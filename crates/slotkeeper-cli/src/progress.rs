//! Preload progress bar

use indicatif::{ProgressBar, ProgressStyle};
use slotkeeper_core::{ParticipantId, PreloadObserver, SlotkeeperResult};

pub struct PreloadProgress {
    bar: ProgressBar,
}

impl PreloadProgress {
    pub fn new(total: usize) -> Self {
        let bar = ProgressBar::new(total as u64);
        let style = ProgressStyle::with_template("{spinner:.blue} [{bar:30.cyan/blue}] {pos}/{len} {msg}")
            .unwrap_or_else(|_| ProgressStyle::default_bar())
            .progress_chars("=> ");
        bar.set_style(style);
        bar.enable_steady_tick(std::time::Duration::from_millis(100));
        Self { bar }
    }

    pub fn finish(&self) {
        self.bar.finish_and_clear();
    }
}

impl PreloadObserver for PreloadProgress {
    fn on_started(&self, participant: &ParticipantId, _position: usize, _total: usize) {
        self.bar.set_message(format!("warming {}", participant));
    }

    fn on_finished(&self, participant: &ParticipantId, result: &SlotkeeperResult<()>) {
        match result {
            Ok(()) => self.bar.println(format!("  ✓ {}", participant)),
            Err(e) => self.bar.println(format!("  ✗ {}: {}", participant, e)),
        }
        self.bar.inc(1);
    }
}
//! Generation engine seam
//!
//! The language model is a black box that can be asked to generate and
//! asked to stop. Preload and heartbeat drive it through
//! [`GenerationEngine`]; [`LlamaCompletionEngine`] talks to a llama.cpp
//! compatible `POST /completion` endpoint.

use crate::config::BackendConfig;
use crate::error::{SlotkeeperError, SlotkeeperResult};
use crate::pool::{GenerationKind, ParticipantId};
use async_trait::async_trait;
use parking_lot::Mutex;
use reqwest::Client;
use serde_json::{Value, json};
use std::time::Duration;
use tokio_util::sync::CancellationToken;
use tracing::{debug, instrument};

#[derive(Debug, Clone, PartialEq)]
pub struct GenerationRequest {
    pub participant: Option<ParticipantId>,
    /// Slot to pin the request to; `None` lets the server choose
    pub slot: Option<usize>,
    pub prompt: String,
    pub max_tokens: u32,
    pub kind: GenerationKind,
}

#[derive(Debug, Clone, Default, PartialEq)]
pub struct GenerationOutput {
    pub text: String,
    pub prompt_tokens: Option<u64>,
    pub cached_tokens: Option<u64>,
}

#[cfg_attr(test, mockall::automock)]
#[async_trait]
pub trait GenerationEngine: Send + Sync {
    async fn generate(&self, request: GenerationRequest) -> SlotkeeperResult<GenerationOutput>;

    /// Abort whatever generation is in flight
    async fn stop(&self) -> SlotkeeperResult<()>;
}

pub struct LlamaCompletionEngine {
    client: Client,
    base_url: String,
    inflight: Mutex<CancellationToken>,
}

impl LlamaCompletionEngine {
    pub fn new(config: &BackendConfig) -> SlotkeeperResult<Self> {
        let client = Client::builder()
            .connect_timeout(Duration::from_secs(config.timeouts.connect))
            .build()
            .map_err(|e| SlotkeeperError::backend(format!("Failed to create HTTP client: {}", e)))?;
        Ok(Self::with_client(client, &config.slots_url))
    }

    pub fn with_client(client: Client, base_url: &str) -> Self {
        Self {
            client,
            base_url: base_url.trim_end_matches('/').to_string(),
            inflight: Mutex::new(CancellationToken::new()),
        }
    }

    fn current_token(&self) -> CancellationToken {
        let mut token = self.inflight.lock();
        if token.is_cancelled() {
            *token = CancellationToken::new();
        }
        token.clone()
    }

    async fn send(&self, request: &GenerationRequest) -> SlotkeeperResult<GenerationOutput> {
        let body = json!({
            "prompt": request.prompt,
            "n_predict": request.max_tokens,
            "cache_prompt": true,
            "id_slot": request.slot.map(|s| s as i64).unwrap_or(-1),
        });

        let response = self
            .client
            .post(format!("{}/completion", self.base_url))
            .json(&body)
            .send()
            .await?;

        let status = response.status();
        if !status.is_success() {
            let text = response.text().await.unwrap_or_default();
            return Err(SlotkeeperError::backend_status(
                format!("Generation failed: {}", text.trim()),
                status.as_u16(),
            ));
        }

        let value: Value = response.json().await?;
        Ok(GenerationOutput {
            text: value
                .get("content")
                .and_then(Value::as_str)
                .unwrap_or_default()
                .to_string(),
            prompt_tokens: value.get("tokens_evaluated").and_then(Value::as_u64),
            cached_tokens: value.get("tokens_cached").and_then(Value::as_u64),
        })
    }
}

#[async_trait]
impl GenerationEngine for LlamaCompletionEngine {
    #[instrument(skip(self, request), fields(slot = ?request.slot, kind = ?request.kind), level = "debug")]
    async fn generate(&self, request: GenerationRequest) -> SlotkeeperResult<GenerationOutput> {
        let token = self.current_token();
        tokio::select! {
            _ = token.cancelled() => {
                debug!("generation aborted");
                Err(SlotkeeperError::Cancelled)
            }
            result = self.send(&request) => result,
        }
    }

    async fn stop(&self) -> SlotkeeperResult<()> {
        self.inflight.lock().cancel();
        Ok(())
    }
}

#[cfg(test)]
mod tests {
    use super::*;
    use std::sync::Arc;
    use wiremock::matchers::{body_partial_json, method, path};
    use wiremock::{Mock, MockServer, ResponseTemplate};

    fn engine(uri: &str) -> LlamaCompletionEngine {
        let client = Client::builder().no_proxy().build().expect("client");
        LlamaCompletionEngine::with_client(client, uri)
    }

    fn request(slot: Option<usize>) -> GenerationRequest {
        GenerationRequest {
            participant: Some(ParticipantId::new("A")),
            slot,
            prompt: "A:".to_string(),
            max_tokens: 1,
            kind: GenerationKind::Quiet,
        }
    }

    #[tokio::test]
    async fn test_generate_pins_slot() {
        let server = MockServer::start().await;
        Mock::given(method("POST"))
            .and(path("/completion"))
            .and(body_partial_json(json!({"id_slot": 2, "n_predict": 1, "cache_prompt": true})))
            .respond_with(ResponseTemplate::new(200).set_body_json(json!({
                "content": "Hi",
                "tokens_evaluated": 812,
                "tokens_cached": 800
            })))
            .expect(1)
            .mount(&server)
            .await;

        let output = engine(&server.uri()).generate(request(Some(2))).await.unwrap();
        assert_eq!(output.text, "Hi");
        assert_eq!(output.prompt_tokens, Some(812));
        assert_eq!(output.cached_tokens, Some(800));
    }

    #[tokio::test]
    async fn test_unpinned_request_uses_any_slot() {
        let server = MockServer::start().await;
        Mock::given(method("POST"))
            .and(path("/completion"))
            .and(body_partial_json(json!({"id_slot": -1})))
            .respond_with(ResponseTemplate::new(200).set_body_json(json!({"content": ""})))
            .expect(1)
            .mount(&server)
            .await;

        engine(&server.uri()).generate(request(None)).await.unwrap();
    }

    #[tokio::test]
    async fn test_stop_aborts_inflight_generation() {
        let server = MockServer::start().await;
        Mock::given(method("POST"))
            .and(path("/completion"))
            .respond_with(
                ResponseTemplate::new(200)
                    .set_body_json(json!({"content": "late"}))
                    .set_delay(Duration::from_secs(5)),
            )
            .mount(&server)
            .await;

        let engine = Arc::new(engine(&server.uri()));
        let running = {
            let engine = engine.clone();
            tokio::spawn(async move { engine.generate(request(Some(0))).await })
        };
        tokio::time::sleep(Duration::from_millis(100)).await;
        engine.stop().await.unwrap();

        let result = running.await.unwrap();
        assert!(matches!(result, Err(SlotkeeperError::Cancelled)));
    }
}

# # # # #

◆ Task to complete
The required result is a verbatim copy of all the entries.

◆ Your response
filename crates/slotkeeper-cli/src/progress.rs
//! Preload progress bar

use indicatif::{ProgressBar, ProgressStyle};
use slotkeeper_core::{ParticipantId, PreloadObserver, SlotkeeperResult};

pub struct PreloadProgress {
    bar: ProgressBar,
}

impl PreloadProgress {
    pub fn new(total: usize) -> Self {
        let bar = ProgressBar::new(total as u64);
        let style = ProgressStyle::with_template("{spinner:.blue} [{bar:30.cyan/blue}] {pos}/{len} {msg}")
            .unwrap_or_else(|_| ProgressStyle::default_bar())
            .progress_chars("=> ");
        bar.set_style(style);
        bar.enable_steady_tick(std::time::Duration::from_millis(100));
        Self { bar }
    }

    pub fn finish(&self) {
        self.bar.finish_and_clear();
    }
}

impl PreloadObserver for PreloadProgress {
    fn on_started(&self, participant: &ParticipantId, _position: usize, _total: usize) {
        self.bar.set_message(format!("warming {}", participant));
    }

    fn on_finished(&self, participant: &ParticipantId, result: &SlotkeeperResult<()>) {
        match result {
            Ok(()) => self.bar.println(format!("  ✓ {}", participant)),
            Err(e) => self.bar.println(format!("  ✗ {}: {}", participant, e)),
        }
        self.bar.inc(1);
    }
}
//! Generation engine seam
//!
//! The language model is a black box that can be asked to generate and
//! asked to stop. Preload and heartbeat drive it through
//! [`GenerationEngine`]; [`LlamaCompletionEngine`] talks to a llama.cpp
//! compatible `POST /completion` endpoint.

use crate::config::BackendConfig;
use crate::error::{SlotkeeperError, SlotkeeperResult};
use crate::pool::{GenerationKind, ParticipantId};
use async_trait::async_trait;
use parking_lot::Mutex;
use reqwest::Client;
use serde_json::{Value, json};
use std::time::Duration;
use tokio_util::sync::CancellationToken;
use tracing::{debug, instrument};

#[derive(Debug, Clone, PartialEq)]
pub struct GenerationRequest {
    pub participant: Option<ParticipantId>,
    /// Slot to pin the request to; `None` lets the server choose
    pub slot: Option<usize>,
    pub prompt: String,
    pub max_tokens: u32,
    pub kind: GenerationKind,
}

#[derive(Debug, Clone, Default, PartialEq)]
pub struct GenerationOutput {
    pub text: String,
    pub prompt_tokens: Option<u64>,
    pub cached_tokens: Option<u64>,
}

#[cfg_attr(test, mockall::automock)]
#[async_trait]
pub trait GenerationEngine: Send + Sync {
    async fn generate(&self, request: GenerationRequest) -> SlotkeeperResult<GenerationOutput>;

    /// Abort whatever generation is in flight
    async fn stop(&self) -> SlotkeeperResult<()>;
}

pub struct LlamaCompletionEngine {
    client: Client,
    base_url: String,
    inflight: Mutex<CancellationToken>,
}

impl LlamaCompletionEngine {
    pub fn new(config: &BackendConfig) -> SlotkeeperResult<Self> {
        let client = Client::builder()
            .connect_timeout(Duration::from_secs(config.timeouts.connect))
            .build()
            .map_err(|e| SlotkeeperError::backend(format!("Failed to create HTTP client: {}", e)))?;
        Ok(Self::with_client(client, &config.slots_url))
    }

    pub fn with_client(client: Client, base_url: &str) -> Self {
        Self {
            client,
            base_url: base_url.trim_end_matches('/').to_string(),
            inflight: Mutex::new(CancellationToken::new()),
        }
    }

    fn current_token(&self) -> CancellationToken {
        let mut token = self.inflight.lock();
        if token.is_cancelled() {
            *token = CancellationToken::new();
        }
        token.clone()
    }

    async fn send(&self, request: &GenerationRequest) -> SlotkeeperResult<GenerationOutput> {
        let body = json!({
            "prompt": request.prompt,
            "n_predict": request.max_tokens,
            "cache_prompt": true,
            "id_slot": request.slot.map(|s| s as i64).unwrap_or(-1),
        });

        let response = self
            .client
            .post(format!("{}/completion", self.base_url))
            .json(&body)
            .send()
            .await?;

        let status = response.status();
        if !status.is_success() {
            let text = response.text().await.unwrap_or_default();
            return Err(SlotkeeperError::backend_status(
                format!("Generation failed: {}", text.trim()),
                status.as_u16(),
            ));
        }

        let value: Value = response.json().await?;
        Ok(GenerationOutput {
            text: value
                .get("content")
                .and_then(Value::as_str)
                .unwrap_or_default()
                .to_string(),
            prompt_tokens: value.get("tokens_evaluated").and_then(Value::as_u64),
            cached_tokens: value.get("tokens_cached").and_then(Value::as_u64),
        })
    }
}

#[async_trait]
impl GenerationEngine for LlamaCompletionEngine {
    #[instrument(skip(self, request), fields(slot = ?request.slot, kind = ?request.kind), level = "debug")]
    async fn generate(&self, request: GenerationRequest) -> SlotkeeperResult<GenerationOutput> {
        let token = self.current_token();
        tokio::select! {
            _ = token.cancelled() => {
                debug!("generation aborted");
                Err(SlotkeeperError::Cancelled)
            }
            result = self.send(&request) => result,
        }
    }

    async fn stop(&self) -> SlotkeeperResult<()> {
        self.inflight.lock().cancel();
        Ok(())
    }
}

#[cfg(test)]
mod tests {
    use super::*;
    use std::sync::Arc;
    use wiremock::matchers::{body_partial_json, method, path};
    use wiremock::{Mock, MockServer, ResponseTemplate};

    fn engine(uri: &str) -> LlamaCompletionEngine {
        let client = Client::builder().no_proxy().build().expect("client");
        LlamaCompletionEngine::with_client(client, uri)
    }

    fn request(slot: Option<usize>) -> GenerationRequest {
        GenerationRequest {
            participant: Some(ParticipantId::new("A")),
            slot,
            prompt: "A:".to_string(),
            max_tokens: 1,
            kind: GenerationKind::Quiet,
        }
    }

    #[tokio::test]
    async fn test_generate_pins_slot() {
        let server = MockServer::start().await;
        Mock::given(method("POST"))
            .and(path("/completion"))
            .and(body_partial_json(json!({"id_slot": 2, "n_predict": 1, "cache_prompt": true})))
            .respond_with(ResponseTemplate::new(200).set_body_json(json!({
                "content": "Hi",
                "tokens_evaluated": 812,
                "tokens_cached": 800
            })))
            .expect(1)
            .mount(&server)
            .await;

        let output = engine(&server.uri()).generate(request(Some(2))).await.unwrap();
        assert_eq!(output.text, "Hi");
        assert_eq!(output.prompt_tokens, Some(812));
        assert_eq!(output.cached_tokens, Some(800));
    }

    #[tokio::test]
    async fn test_unpinned_request_uses_any_slot() {
        let server = MockServer::start().await;
        Mock::given(method("POST"))
            .and(path("/completion"))
            .and(body_partial_json(json!({"id_slot": -1})))
            .respond_with(ResponseTemplate::new(200).set_body_json(json!({"content": ""})))
            .expect(1)
            .mount(&server)
            .await;

        engine(&server.uri()).generate(request(None)).await.unwrap();
    }

    #[tokio::test]
    async fn test_stop_aborts_inflight_generation() {
        let server = MockServer::start().await;
        Mock::given(method("POST"))
            .and(path("/completion"))
            .respond_with(
                ResponseTemplate::new(200)
                    .set_body_json(json!({"content": "late"}))
                    .set_delay(Duration::from_secs(5)),
            )
            .mount(&server)
            .await;

        let engine = Arc::new(engine(&server.uri()));
        let running = {
            let engine = engine.clone();
            tokio::spawn(async move { engine.generate(request(Some(0))).await })
        };
        tokio::time::sleep(Duration::from_millis(100)).await;
        engine.stop().await.unwrap();

        let result = running.await.unwrap();
        assert!(matches!(result, Err(SlotkeeperError::Cancelled)));
    }
}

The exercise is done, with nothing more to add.